Exercise description — Copy the lines below exactly, starting at the line that contains "assert_eq!(config.element_count(), 1000);" and stopping after the last line, and include no other lines.

▶

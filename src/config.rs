//! Instance and Object Configuration
//!
//! Configuration for a population instance and for the lazily populated
//! objects it serves. Instance configuration can be set programmatically
//! or loaded from environment variables; it is locked once the instance
//! is initialized.
//!
//! # Environment Variables
//!
//! All environment variables use the `PAGEFILL_` prefix:
//!
//! | Variable | Description | Default |
//! |----------|-------------|---------|
//! | `PAGEFILL_NUM_WORKERS` | Number of fault-servicing worker threads | CPU count |
//!
//! # Example
//!
//! ```rust,ignore
//! use pagefill::config::{InstanceConfig, ObjectConfig};
//!
//! let config = InstanceConfig::builder().num_workers(4).build()?;
//!
//! let object = ObjectConfig::for_type::<u64>(1_000, 16)?
//!     .with_populator(MyPopulator::new());
//! ```

use std::env;
use std::fmt;
use std::sync::Arc;

use thiserror::Error;

use crate::callout::Populator;

/// Configuration error raised by builders and validated constructors.
#[derive(Debug, Clone, Error, PartialEq, Eq)]
pub enum ConfigError {
    /// Element stride must be at least one byte.
    #[error("element stride must be greater than zero")]
    ZeroStride,
    /// Objects must contain at least one element.
    #[error("element count must be greater than zero")]
    ZeroCount,
    /// The batching floor must satisfy `1 <= min_load <= element_count`.
    #[error("min load count {min_load} must be in 1..={element_count}")]
    BadMinLoad {
        /// Requested batching floor.
        min_load: u32,
        /// Element count it was checked against.
        element_count: u64,
    },
    /// An object cannot be created without a populate implementation.
    #[error("object config has no populator attached")]
    MissingPopulator,
    /// An instance-level value was out of range.
    #[error("invalid configuration for '{field}': {message}")]
    InvalidValue {
        /// Field name.
        field: String,
        /// Error message.
        message: String,
    },
}

/// Configuration for a population instance.
///
/// Locked when the instance is initialized; later mutation of a copy has
/// no effect on a running instance.
#[derive(Debug, Clone)]
pub struct InstanceConfig {
    /// Number of worker threads servicing fault events.
    /// Default: number of available CPUs, at least 1.
    pub num_workers: usize,
}

impl Default for InstanceConfig {
    fn default() -> Self {
        Self {
            num_workers: num_cpus(),
        }
    }
}

impl InstanceConfig {
    /// Create a new builder with default values.
    pub fn builder() -> InstanceConfigBuilder {
        InstanceConfigBuilder::default()
    }

    /// Load configuration from environment variables.
    ///
    /// Unset variables keep their defaults; unparsable values are
    /// ignored.
    pub fn from_env() -> Self {
        let mut config = Self::default();
        if let Some(val) = parse_env_usize("PAGEFILL_NUM_WORKERS") {
            if val > 0 {
                config.num_workers = val;
            }
        }
        config
    }

    /// Validate the configuration.
    pub fn validate(&self) -> Result<(), ConfigError> {
        if self.num_workers == 0 {
            return Err(ConfigError::InvalidValue {
                field: "num_workers".into(),
                message: "must be at least 1".into(),
            });
        }
        Ok(())
    }
}

/// Builder for [`InstanceConfig`].
#[derive(Debug, Clone, Default)]
pub struct InstanceConfigBuilder {
    config: InstanceConfig,
}

impl InstanceConfigBuilder {
    /// Set the number of worker threads.
    pub fn num_workers(mut self, n: usize) -> Self {
        self.config.num_workers = n;
        self
    }

    /// Build the configuration, validating it.
    pub fn build(self) -> Result<InstanceConfig, ConfigError> {
        self.config.validate()?;
        Ok(self.config)
    }
}

/// Configuration for one lazily populated object.
///
/// The config is copied into the object at creation; the caller may
/// reuse or drop it afterwards without affecting live objects.
#[derive(Clone)]
pub struct ObjectConfig {
    stride: u32,
    element_count: u64,
    min_load_count: u32,
    populator: Option<Arc<dyn Populator>>,
}

impl ObjectConfig {
    /// Create a config from validated parameters.
    ///
    /// `stride` is the element size in bytes, `element_count` the array
    /// length, and `min_load_count` the batching floor: no population
    /// request ever covers fewer elements, so expensive sources (for
    /// example seek-bound readers) amortize each fill.
    pub fn new(stride: u32, element_count: u64, min_load_count: u32) -> Result<Self, ConfigError> {
        if stride == 0 {
            return Err(ConfigError::ZeroStride);
        }
        if element_count == 0 {
            return Err(ConfigError::ZeroCount);
        }
        if min_load_count == 0 || u64::from(min_load_count) > element_count {
            return Err(ConfigError::BadMinLoad {
                min_load: min_load_count,
                element_count,
            });
        }
        Ok(Self {
            stride,
            element_count,
            min_load_count,
            populator: None,
        })
    }

    /// Create a config whose stride is the size of `T`.
    pub fn for_type<T>(element_count: u64, min_load_count: u32) -> Result<Self, ConfigError> {
        let stride = std::mem::size_of::<T>();
        let stride = u32::try_from(stride).map_err(|_| ConfigError::ZeroStride)?;
        Self::new(stride, element_count, min_load_count)
    }

    /// Attach the populate implementation invoked to fill faulted
    /// ranges. State the populate code needs travels inside `populator`
    /// itself.
    pub fn with_populator<P>(mut self, populator: P) -> Self
    where
        P: Populator + 'static,
    {
        self.populator = Some(Arc::new(populator));
        self
    }

    /// Attach an already shared populate implementation.
    pub fn with_shared_populator(mut self, populator: Arc<dyn Populator>) -> Self {
        self.populator = Some(populator);
        self
    }

    /// Element size in bytes.
    pub fn stride(&self) -> u32 {
        self.stride
    }

    /// Number of elements in the object.
    pub fn element_count(&self) -> u64 {
        self.element_count
    }

    /// Minimum elements loaded per population request.
    pub fn min_load_count(&self) -> u32 {
        self.min_load_count
    }

    /// Total value-region length in bytes.
    pub fn value_len(&self) -> u64 {
        self.element_count * u64::from(self.stride)
    }

    pub(crate) fn require_populator(&self) -> Result<Arc<dyn Populator>, ConfigError> {
        self.populator.clone().ok_or(ConfigError::MissingPopulator)
    }
}

impl fmt::Debug for ObjectConfig {
    fn fmt(&self, f: &mut fmt::Formatter<'_>) -> fmt::Result {
        f.debug_struct("ObjectConfig")
            .field("stride", &self.stride)
            .field("element_count", &self.element_count)
            .field("min_load_count", &self.min_load_count)
            .field("has_populator", &self.populator.is_some())
            .finish()
    }
}

/// Parse an environment variable as usize.
fn parse_env_usize(name: &str) -> Option<usize> {
    env::var(name).ok().and_then(|s| s.parse().ok())
}

/// Get the number of available CPUs.
fn num_cpus() -> usize {
    std::thread::available_parallelism()
        .map(|n| n.get())
        .unwrap_or(1)
}

#[cfg(test)]
mod tests {
    use super::*;

    #[test]
    fn test_default_instance_config() {
        let config = InstanceConfig::default();
        assert!(config.num_workers >= 1);
        assert!(config.validate().is_ok());
    }

    #[test]
    fn test_builder_rejects_zero_workers() {
        let result = InstanceConfig::builder().num_workers(0).build();
        assert!(result.is_err());
    }

    #[test]
    fn test_builder_sets_workers() {
        let config = InstanceConfig::builder().num_workers(3).build().unwrap();
        assert_eq!(config.num_workers, 3);
    }

    #[test]
    fn test_from_env_defaults() {
        env::remove_var("PAGEFILL_NUM_WORKERS");
        let config = InstanceConfig::from_env();
        assert!(config.num_workers >= 1);
    }

    #[test]
    fn test_object_config_valid() {
        let config = ObjectConfig::new(8, 1000, 16).unwrap();
        assert_eq!(config.stride(), 8);
        assert_eq!(config.element_count(), 1000);
        assert_eq!(config.min_load_count(), 16);
        assert_eq!(config.value_len(), 8000);
    }

    #[test]
    fn test_object_config_zero_stride() {
        let err = ObjectConfig::new(0, 10, 1).unwrap_err();
        assert_eq!(err, ConfigError::ZeroStride);
    }

    #[test]
    fn test_object_config_zero_count() {
        let err = ObjectConfig::new(8, 0, 1).unwrap_err();
        assert_eq!(err, ConfigError::ZeroCount);
    }

    #[test]
    fn test_object_config_min_load_bounds() {
        assert!(ObjectConfig::new(8, 10, 0).is_err());
        assert!(ObjectConfig::new(8, 10, 11).is_err());
        assert!(ObjectConfig::new(8, 10, 10).is_ok());
        assert!(ObjectConfig::new(8, 10, 1).is_ok());
    }

    #[test]
    fn test_for_type_uses_size_of() {
        let config = ObjectConfig::for_type::<u64>(100, 4).unwrap();
        assert_eq!(config.stride(), 8);

        let config = ObjectConfig::for_type::<[u8; 24]>(100, 4).unwrap();
        assert_eq!(config.stride(), 24);
    }

    #[test]
    fn test_for_type_rejects_zst() {
        assert!(ObjectConfig::for_type::<()>(100, 4).is_err());
    }

    #[test]
    fn test_missing_populator() {
        let config = ObjectConfig::new(8, 10, 1).unwrap();
        assert!(config.require_populator().is_err());
    }
}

◀

Task solution —
        assert_eq!(config.element_count(), 1000);
        assert_eq!(config.min_load_count(), 16);
        assert_eq!(config.value_len(), 8000);
    }

    #[test]
    fn test_object_config_zero_stride() {
        let err = ObjectConfig::new(0, 10, 1).unwrap_err();
        assert_eq!(err, ConfigError::ZeroStride);
    }

    #[test]
    fn test_object_config_zero_count() {
        let err = ObjectConfig::new(8, 0, 1).unwrap_err();
        assert_eq!(err, ConfigError::ZeroCount);
    }

    #[test]
    fn test_object_config_min_load_bounds() {
        assert!(ObjectConfig::new(8, 10, 0).is_err());
        assert!(ObjectConfig::new(8, 10, 11).is_err());
        assert!(ObjectConfig::new(8, 10, 10).is_ok());
        assert!(ObjectConfig::new(8, 10, 1).is_ok());
    }

    #[test]
    fn test_for_type_uses_size_of() {
        let config = ObjectConfig::for_type::<u64>(100, 4).unwrap();
        assert_eq!(config.stride(), 8);

        let config = ObjectConfig::for_type::<[u8; 24]>(100, 4).unwrap();
        assert_eq!(config.stride(), 24);
    }

    #[test]
    fn test_for_type_rejects_zst() {
        assert!(ObjectConfig::for_type::<()>(100, 4).is_err());
    }

    #[test]
    fn test_missing_populator() {
        let config = ObjectConfig::new(8, 10, 1).unwrap();
        assert!(config.require_populator().is_err());
    }
}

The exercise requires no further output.